В книге рассказывалось о придворной жизни во дворце графов Урбино, а также обсуждались преимущества индивидуализма и природа человека. Анжела выбирала отрывки и читала их вслух, а Мария следила по своей книге. Для девушки это было потрясающее переживание. Анжела очень хорошо читала, но, кроме того, в книге были идеи: о любви и чести, а также о Homo universale, человеке разностороннем. Над антиклерикальными пассажами, которые Анжела выискивала специально для брата, смеялся даже сам Сальваго. С такой же легкостью она находила отрывки специально для Марии: об одежде и богатстве, о правилах поведения и положении в обществе.
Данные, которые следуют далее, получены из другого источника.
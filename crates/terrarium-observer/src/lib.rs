//! Observer API server for the Terrarium simulation.
//!
//! Serves a REST surface for status, history reads (events,
//! relationships), control (stop, speed), and injections, plus a
//! `WebSocket` stream of live world updates. The server holds a
//! [`WorldHandle`](terrarium_core::WorldHandle) for control and a
//! [`HistoryReader`](terrarium_core::HistoryReader) for reads; it
//! never touches agent internals directly.

pub mod error;
pub mod handlers;
pub mod router;
pub mod server;
pub mod state;
pub mod ws;

pub use error::ObserverError;
pub use router::build_router;
pub use server::{ServerConfig, ServerError, start_server};
pub use state::{AppState, ChannelFanout};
В этих отрывках для Марии было много незнакомых слов, но она догадывалась по интонациям Анжелы, что имеется в виду.
– «Посему люди достойные и изысканные имеют благородное происхождение», – прочитала баронесса, явно наслаждаясь тем, что ставит Марию в неловкое положение.
Сальваго тоже хорошо знал это произведение и тут же вмешался, указав им на фрагмент, где говорилось о том, что люди скромного происхождения тоже могут добиться славы для себя и своих потомков. Однако, несмотря на его усилия, Мария совсем сникла. Пока брат и сестра спорили, она закрыла книгу и сказала:
– Я устала. Думаю, мне пора.
– Как жаль, дорогая, что мысли так тебя утомляют! Что ж, такова цена слов… но ты сама выбрала эту книгу, – пожала плечами Анжела.
– Я просто устала, вот и все, – принялась оправдываться Мария.
– Ну конечно, просто устала!
Мария встала и инстинктивно попыталась сделать реверанс. Елена рассказывала ей, что так делают благородные дамы. Реверанс вышел очень неуклюжий, и ей даже не нужно было видеть выражение лица Анжелы, чтобы понять, как глупо она выглядит. Окончательно смутившись, она извинилась и вышла в холл, а отец Сальваго начал прощаться с сестрой.
– Право слово, Джулио! Мне жаль, что ты так увлечен этой… девчонкой. Этот остров еще более унылое место, чем я могла себе представить. Скажи, что тебя в ней заинтересовало: ее ум или ее происхождение?